- Task details -
Looking at the listing below, give the number of lines in which the string "ProjectStore" appears, and add nothing else.

■ ■ ■ ■ ■

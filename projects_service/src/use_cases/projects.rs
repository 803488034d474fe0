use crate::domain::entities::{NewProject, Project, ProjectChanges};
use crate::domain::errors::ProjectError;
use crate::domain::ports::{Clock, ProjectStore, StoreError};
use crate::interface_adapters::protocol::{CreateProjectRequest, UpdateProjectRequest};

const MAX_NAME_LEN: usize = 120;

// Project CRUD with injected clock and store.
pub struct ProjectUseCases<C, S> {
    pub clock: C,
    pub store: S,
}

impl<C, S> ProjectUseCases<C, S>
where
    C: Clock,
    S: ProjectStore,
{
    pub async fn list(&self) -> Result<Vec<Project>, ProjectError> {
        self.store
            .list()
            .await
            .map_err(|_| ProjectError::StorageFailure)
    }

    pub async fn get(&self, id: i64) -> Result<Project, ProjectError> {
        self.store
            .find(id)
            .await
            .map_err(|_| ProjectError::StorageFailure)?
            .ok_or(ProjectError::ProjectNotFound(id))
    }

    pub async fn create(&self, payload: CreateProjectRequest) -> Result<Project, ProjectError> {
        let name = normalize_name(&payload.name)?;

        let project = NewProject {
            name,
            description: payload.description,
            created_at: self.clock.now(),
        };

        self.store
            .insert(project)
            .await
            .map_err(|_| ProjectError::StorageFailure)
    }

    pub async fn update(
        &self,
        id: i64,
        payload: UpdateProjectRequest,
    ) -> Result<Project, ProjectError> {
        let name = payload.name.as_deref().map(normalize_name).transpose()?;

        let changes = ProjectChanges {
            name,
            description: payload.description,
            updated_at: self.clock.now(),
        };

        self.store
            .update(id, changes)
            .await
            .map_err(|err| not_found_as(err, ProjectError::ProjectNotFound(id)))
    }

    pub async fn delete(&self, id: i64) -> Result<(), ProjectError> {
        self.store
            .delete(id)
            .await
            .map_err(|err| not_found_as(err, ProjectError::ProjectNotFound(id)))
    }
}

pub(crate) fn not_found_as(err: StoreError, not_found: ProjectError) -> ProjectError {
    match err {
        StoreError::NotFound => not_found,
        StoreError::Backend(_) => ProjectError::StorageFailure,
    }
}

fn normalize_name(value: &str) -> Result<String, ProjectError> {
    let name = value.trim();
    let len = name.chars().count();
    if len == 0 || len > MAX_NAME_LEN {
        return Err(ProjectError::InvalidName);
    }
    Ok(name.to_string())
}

■ ■ ■ ■ ■

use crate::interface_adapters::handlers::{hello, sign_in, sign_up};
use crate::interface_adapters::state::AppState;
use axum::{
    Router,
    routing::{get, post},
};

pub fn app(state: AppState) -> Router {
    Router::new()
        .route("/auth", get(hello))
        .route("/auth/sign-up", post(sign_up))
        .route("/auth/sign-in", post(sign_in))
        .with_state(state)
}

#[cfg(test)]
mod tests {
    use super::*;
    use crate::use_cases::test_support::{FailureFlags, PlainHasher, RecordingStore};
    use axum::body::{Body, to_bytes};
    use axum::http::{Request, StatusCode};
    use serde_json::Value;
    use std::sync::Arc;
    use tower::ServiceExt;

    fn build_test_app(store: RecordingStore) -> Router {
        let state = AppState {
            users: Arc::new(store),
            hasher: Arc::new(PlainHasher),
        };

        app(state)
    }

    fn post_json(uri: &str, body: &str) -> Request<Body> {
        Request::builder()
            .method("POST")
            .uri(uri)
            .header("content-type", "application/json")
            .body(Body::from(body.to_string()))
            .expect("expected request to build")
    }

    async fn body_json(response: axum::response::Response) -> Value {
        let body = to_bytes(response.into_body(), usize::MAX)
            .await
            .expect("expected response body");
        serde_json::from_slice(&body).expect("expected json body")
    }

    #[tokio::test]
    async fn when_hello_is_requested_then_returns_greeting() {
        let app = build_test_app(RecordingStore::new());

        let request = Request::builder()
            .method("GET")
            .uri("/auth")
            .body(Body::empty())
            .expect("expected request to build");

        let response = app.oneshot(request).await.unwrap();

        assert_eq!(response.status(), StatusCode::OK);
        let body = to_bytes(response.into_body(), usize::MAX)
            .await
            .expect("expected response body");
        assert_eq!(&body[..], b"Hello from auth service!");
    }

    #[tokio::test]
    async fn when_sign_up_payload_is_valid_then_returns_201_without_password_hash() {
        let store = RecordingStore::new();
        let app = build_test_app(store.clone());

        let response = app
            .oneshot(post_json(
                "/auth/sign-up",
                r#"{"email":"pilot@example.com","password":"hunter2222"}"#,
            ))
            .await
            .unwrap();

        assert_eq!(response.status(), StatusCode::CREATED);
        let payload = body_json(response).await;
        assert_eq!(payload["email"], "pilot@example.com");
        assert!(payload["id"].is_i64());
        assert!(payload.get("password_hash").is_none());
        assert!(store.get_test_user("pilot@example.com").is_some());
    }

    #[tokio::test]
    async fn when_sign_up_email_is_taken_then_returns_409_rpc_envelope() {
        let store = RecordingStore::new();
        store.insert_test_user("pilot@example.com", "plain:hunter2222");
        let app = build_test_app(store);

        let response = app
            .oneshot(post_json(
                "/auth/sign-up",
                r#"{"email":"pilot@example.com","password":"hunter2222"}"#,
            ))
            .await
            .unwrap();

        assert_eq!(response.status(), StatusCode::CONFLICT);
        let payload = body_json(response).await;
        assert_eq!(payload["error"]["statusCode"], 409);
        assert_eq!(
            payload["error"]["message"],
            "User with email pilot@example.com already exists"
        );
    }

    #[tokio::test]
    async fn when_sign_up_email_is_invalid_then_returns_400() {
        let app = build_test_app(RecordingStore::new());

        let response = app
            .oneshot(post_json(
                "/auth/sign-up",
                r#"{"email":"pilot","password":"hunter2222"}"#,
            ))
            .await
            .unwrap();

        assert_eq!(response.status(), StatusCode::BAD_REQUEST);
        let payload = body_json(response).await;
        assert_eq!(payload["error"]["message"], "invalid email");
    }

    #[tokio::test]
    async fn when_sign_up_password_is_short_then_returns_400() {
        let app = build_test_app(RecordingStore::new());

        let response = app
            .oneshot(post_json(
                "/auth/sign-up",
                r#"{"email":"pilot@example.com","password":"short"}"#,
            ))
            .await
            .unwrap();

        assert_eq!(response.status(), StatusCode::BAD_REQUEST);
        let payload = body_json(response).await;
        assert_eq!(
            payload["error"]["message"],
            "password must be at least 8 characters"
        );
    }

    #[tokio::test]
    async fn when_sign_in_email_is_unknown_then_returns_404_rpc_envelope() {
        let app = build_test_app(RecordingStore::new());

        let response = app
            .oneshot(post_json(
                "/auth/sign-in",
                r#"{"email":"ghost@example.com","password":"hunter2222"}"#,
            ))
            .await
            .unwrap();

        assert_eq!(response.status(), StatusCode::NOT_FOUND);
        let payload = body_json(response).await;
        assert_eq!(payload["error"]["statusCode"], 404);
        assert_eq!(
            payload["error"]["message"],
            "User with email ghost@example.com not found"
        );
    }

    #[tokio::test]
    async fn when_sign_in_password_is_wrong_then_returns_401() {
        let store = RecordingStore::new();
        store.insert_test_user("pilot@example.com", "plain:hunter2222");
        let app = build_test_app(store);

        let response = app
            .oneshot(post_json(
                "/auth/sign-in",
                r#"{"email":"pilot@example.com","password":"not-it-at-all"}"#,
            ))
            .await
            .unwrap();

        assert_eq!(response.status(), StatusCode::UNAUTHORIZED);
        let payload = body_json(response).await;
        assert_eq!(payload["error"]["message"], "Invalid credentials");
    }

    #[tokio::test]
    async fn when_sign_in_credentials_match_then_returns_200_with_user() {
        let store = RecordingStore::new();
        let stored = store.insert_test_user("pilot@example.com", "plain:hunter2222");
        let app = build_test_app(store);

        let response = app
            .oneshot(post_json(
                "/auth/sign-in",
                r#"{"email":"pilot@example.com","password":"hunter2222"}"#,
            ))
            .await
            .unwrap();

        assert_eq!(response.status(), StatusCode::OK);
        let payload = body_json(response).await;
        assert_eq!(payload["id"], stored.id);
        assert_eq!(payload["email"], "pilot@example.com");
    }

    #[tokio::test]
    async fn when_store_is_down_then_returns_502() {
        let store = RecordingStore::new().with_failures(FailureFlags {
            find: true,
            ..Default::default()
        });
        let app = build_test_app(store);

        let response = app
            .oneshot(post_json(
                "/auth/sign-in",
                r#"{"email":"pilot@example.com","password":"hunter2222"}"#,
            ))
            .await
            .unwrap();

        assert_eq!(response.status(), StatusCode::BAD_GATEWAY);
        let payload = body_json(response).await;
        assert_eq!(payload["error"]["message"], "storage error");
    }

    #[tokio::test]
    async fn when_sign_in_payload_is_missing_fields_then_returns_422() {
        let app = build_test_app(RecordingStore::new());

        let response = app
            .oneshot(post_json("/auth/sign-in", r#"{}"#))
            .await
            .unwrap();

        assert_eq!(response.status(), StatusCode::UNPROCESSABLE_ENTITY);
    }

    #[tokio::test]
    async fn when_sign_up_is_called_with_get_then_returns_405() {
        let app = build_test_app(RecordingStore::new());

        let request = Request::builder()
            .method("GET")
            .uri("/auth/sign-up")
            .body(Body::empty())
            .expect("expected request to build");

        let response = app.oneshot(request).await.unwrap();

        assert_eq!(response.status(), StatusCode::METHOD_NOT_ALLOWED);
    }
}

■ ■ ■ ■ ■

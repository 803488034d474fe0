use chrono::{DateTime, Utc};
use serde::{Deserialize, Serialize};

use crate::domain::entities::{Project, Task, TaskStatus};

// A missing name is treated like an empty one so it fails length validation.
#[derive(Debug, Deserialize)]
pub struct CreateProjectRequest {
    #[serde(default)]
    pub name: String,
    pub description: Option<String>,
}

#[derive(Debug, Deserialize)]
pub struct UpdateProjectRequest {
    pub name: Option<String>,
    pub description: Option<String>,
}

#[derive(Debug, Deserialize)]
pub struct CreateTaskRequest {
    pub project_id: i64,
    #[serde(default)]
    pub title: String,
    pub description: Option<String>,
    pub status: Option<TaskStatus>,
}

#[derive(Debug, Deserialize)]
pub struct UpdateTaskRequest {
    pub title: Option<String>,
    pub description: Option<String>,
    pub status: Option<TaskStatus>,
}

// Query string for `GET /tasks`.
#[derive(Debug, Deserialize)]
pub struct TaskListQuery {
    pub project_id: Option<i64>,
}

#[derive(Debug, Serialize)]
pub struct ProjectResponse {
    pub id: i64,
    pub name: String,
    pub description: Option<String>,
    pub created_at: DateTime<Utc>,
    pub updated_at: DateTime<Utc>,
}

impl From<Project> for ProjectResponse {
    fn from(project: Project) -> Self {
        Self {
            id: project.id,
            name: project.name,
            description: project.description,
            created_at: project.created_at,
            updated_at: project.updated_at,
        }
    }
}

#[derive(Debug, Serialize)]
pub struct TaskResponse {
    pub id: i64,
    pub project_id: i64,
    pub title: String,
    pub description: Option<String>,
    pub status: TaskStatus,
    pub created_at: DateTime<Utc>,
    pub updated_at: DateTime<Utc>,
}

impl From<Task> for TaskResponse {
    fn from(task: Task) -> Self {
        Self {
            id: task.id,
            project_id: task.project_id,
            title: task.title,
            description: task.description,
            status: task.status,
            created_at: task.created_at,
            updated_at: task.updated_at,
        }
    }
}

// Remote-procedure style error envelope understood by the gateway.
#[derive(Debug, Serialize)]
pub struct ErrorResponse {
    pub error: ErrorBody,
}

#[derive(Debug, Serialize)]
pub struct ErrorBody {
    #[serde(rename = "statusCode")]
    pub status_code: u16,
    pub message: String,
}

■ ■ ■ ■ ■

- Solved exercise -
2